TASK GOAL | Could you repeat the records shown below exactly as written?

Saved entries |
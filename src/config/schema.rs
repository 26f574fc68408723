//! Configuration schema definitions.
//!
//! This module defines the complete configuration structure for the proxy.
//! All types derive Serde traits for deserialization from config files.

use serde::{Deserialize, Serialize};

/// Root configuration for the DoH proxy.
#[derive(Debug, Clone, Deserialize, Serialize, Default)]
#[serde(default)]
pub struct ProxyConfig {
    /// Listener configuration (bind address, TLS).
    pub listener: ListenerConfig,

    /// The single upstream DoH resolver.
    pub upstream: UpstreamConfig,

    /// Response cache sizing and lifetime.
    pub cache: CacheConfig,

    /// DoH endpoint behaviour.
    pub doh: DohConfig,

    /// Timeout configuration.
    pub timeouts: TimeoutConfig,

    /// Observability settings.
    pub observability: ObservabilityConfig,
}

/// Listener configuration.
#[derive(Debug, Clone, Deserialize, Serialize)]
#[serde(default)]
pub struct ListenerConfig {
    /// Bind address (e.g., "0.0.0.0:8080").
    pub bind_address: String,

    /// Optional TLS configuration.
    pub tls: Option<TlsConfig>,
}

impl Default for ListenerConfig {
    fn default() -> Self {
        Self {
            bind_address: "0.0.0.0:8080".to_string(),
            tls: None,
        }
    }
}

/// TLS configuration for the listener.
#[derive(Debug, Clone, Deserialize, Serialize)]
pub struct TlsConfig {
    /// Path to certificate file (PEM).
    pub cert_path: String,

    /// Path to private key file (PEM).
    pub key_path: String,
}

/// Upstream resolver configuration.
#[derive(Debug, Clone, Deserialize, Serialize)]
#[serde(default)]
pub struct UpstreamConfig {
    /// Full URL of the upstream DoH endpoint.
    pub url: String,

    /// Total time allowed for one upstream exchange, in seconds.
    pub timeout_secs: u64,

    /// Connection establishment timeout in seconds.
    pub connect_timeout_secs: u64,
}

impl Default for UpstreamConfig {
    fn default() -> Self {
        Self {
            url: "https://cloudflare-dns.com/dns-query".to_string(),
            timeout_secs: 5,
            connect_timeout_secs: 3,
        }
    }
}

/// Response cache configuration.
#[derive(Debug, Clone, Deserialize, Serialize)]
#[serde(default)]
pub struct CacheConfig {
    /// Maximum number of cached answers. Zero disables caching.
    pub max_entries: usize,

    /// Fixed lifetime of a cached answer, in seconds. Also advertised
    /// to clients through `Cache-Control: max-age`.
    pub ttl_secs: u64,
}

impl Default for CacheConfig {
    fn default() -> Self {
        Self {
            max_entries: 1000,
            ttl_secs: 60,
        }
    }
}

/// DoH endpoint configuration.
#[derive(Debug, Clone, Deserialize, Serialize)]
#[serde(default)]
pub struct DohConfig {
    /// Path the DoH endpoint is mounted on.
    pub path: String,

    /// Reject requests whose Accept / Content-Type does not name a DoH
    /// media type with 415 instead of falling back to wire format.
    pub strict_content_type: bool,

    /// Largest DNS message accepted from a client, in bytes.
    pub max_message_bytes: usize,
}

impl Default for DohConfig {
    fn default() -> Self {
        Self {
            path: "/dns-query".to_string(),
            strict_content_type: false,
            max_message_bytes: 65_535,
        }
    }
}

/// Timeout configuration for inbound requests.
#[derive(Debug, Clone, Deserialize, Serialize)]
#[serde(default)]
pub struct TimeoutConfig {
    /// Request timeout (total time for request/response) in seconds.
    pub request_secs: u64,
}

impl Default for TimeoutConfig {
    fn default() -> Self {
        Self { request_secs: 30 }
    }
}

/// Observability configuration.
#[derive(Debug, Clone, Deserialize, Serialize)]
#[serde(default)]
pub struct ObservabilityConfig {
    /// Log level (trace, debug, info, warn, error).
    pub log_level: String,

    /// Emit logs as JSON lines instead of the human-readable format.
    pub json_logs: bool,

    /// Enable metrics endpoint.
    pub metrics_enabled: bool,

    /// Metrics endpoint bind address.
    pub metrics_address: String,
}

impl Default for ObservabilityConfig {
    fn default() -> Self {
        Self {
            log_level: "info".to_string(),
            json_logs: false,
            metrics_enabled: false,
            metrics_address: "0.0.0.0:9090".to_string(),
        }
    }
}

EXERCISE SOLUTION |
filename src/config/schema.rs
repository 26f574fc68408723
//! Configuration schema definitions.
//!
//! This module defines the complete configuration structure for the proxy.
//! All types derive Serde traits for deserialization from config files.

use serde::{Deserialize, Serialize};

/// Root configuration for the DoH proxy.
#[derive(Debug, Clone, Deserialize, Serialize, Default)]
#[serde(default)]
pub struct ProxyConfig {
    /// Listener configuration (bind address, TLS).
    pub listener: ListenerConfig,

    /// The single upstream DoH resolver.
    pub upstream: UpstreamConfig,

    /// Response cache sizing and lifetime.
    pub cache: CacheConfig,

    /// DoH endpoint behaviour.
    pub doh: DohConfig,

    /// Timeout configuration.
    pub timeouts: TimeoutConfig,

    /// Observability settings.
    pub observability: ObservabilityConfig,
}

/// Listener configuration.
#[derive(Debug, Clone, Deserialize, Serialize)]
#[serde(default)]
pub struct ListenerConfig {
    /// Bind address (e.g., "0.0.0.0:8080").
    pub bind_address: String,

    /// Optional TLS configuration.
    pub tls: Option<TlsConfig>,
}

impl Default for ListenerConfig {
    fn default() -> Self {
        Self {
            bind_address: "0.0.0.0:8080".to_string(),
            tls: None,
        }
    }
}

/// TLS configuration for the listener.
#[derive(Debug, Clone, Deserialize, Serialize)]
pub struct TlsConfig {
    /// Path to certificate file (PEM).
    pub cert_path: String,

    /// Path to private key file (PEM).
    pub key_path: String,
}

/// Upstream resolver configuration.
#[derive(Debug, Clone, Deserialize, Serialize)]
#[serde(default)]
pub struct UpstreamConfig {
    /// Full URL of the upstream DoH endpoint.
    pub url: String,

    /// Total time allowed for one upstream exchange, in seconds.
    pub timeout_secs: u64,

    /// Connection establishment timeout in seconds.
    pub connect_timeout_secs: u64,
}

impl Default for UpstreamConfig {
    fn default() -> Self {
        Self {
            url: "https://cloudflare-dns.com/dns-query".to_string(),
            timeout_secs: 5,
            connect_timeout_secs: 3,
        }
    }
}

/// Response cache configuration.
#[derive(Debug, Clone, Deserialize, Serialize)]
#[serde(default)]
pub struct CacheConfig {
    /// Maximum number of cached answers. Zero disables caching.
    pub max_entries: usize,

    /// Fixed lifetime of a cached answer, in seconds. Also advertised
    /// to clients through `Cache-Control: max-age`.
    pub ttl_secs: u64,
}

impl Default for CacheConfig {
    fn default() -> Self {
        Self {
            max_entries: 1000,
            ttl_secs: 60,
        }
    }
}

/// DoH endpoint configuration.
#[derive(Debug, Clone, Deserialize, Serialize)]
#[serde(default)]
pub struct DohConfig {
    /// Path the DoH endpoint is mounted on.
    pub path: String,

    /// Reject requests whose Accept / Content-Type does not name a DoH
    /// media type with 415 instead of falling back to wire format.
    pub strict_content_type: bool,

    /// Largest DNS message accepted from a client, in bytes.
    pub max_message_bytes: usize,
}

impl Default for DohConfig {
    fn default() -> Self {
        Self {
            path: "/dns-query".to_string(),
            strict_content_type: false,
            max_message_bytes: 65_535,
        }
    }
}

/// Timeout configuration for inbound requests.
#[derive(Debug, Clone, Deserialize, Serialize)]
#[serde(default)]
pub struct TimeoutConfig {
    /// Request timeout (total time for request/response) in seconds.
    pub request_secs: u64,
}

impl Default for TimeoutConfig {
    fn default() -> Self {
        Self { request_secs: 30 }
    }
}

/// Observability configuration.
#[derive(Debug, Clone, Deserialize, Serialize)]
#[serde(default)]
pub struct ObservabilityConfig {
    /// Log level (trace, debug, info, warn, error).
    pub log_level: String,

    /// Emit logs as JSON lines instead of the human-readable format.
    pub json_logs: bool,

    /// Enable metrics endpoint.
    pub metrics_enabled: bool,

    /// Metrics endpoint bind address.
    pub metrics_address: String,
}

impl Default for ObservabilityConfig {
    fn default() -> Self {
        Self {
            log_level: "info".to_string(),
            json_logs: false,
            metrics_enabled: false,
            metrics_address: "0.0.0.0:9090".to_string(),
        }
    }
}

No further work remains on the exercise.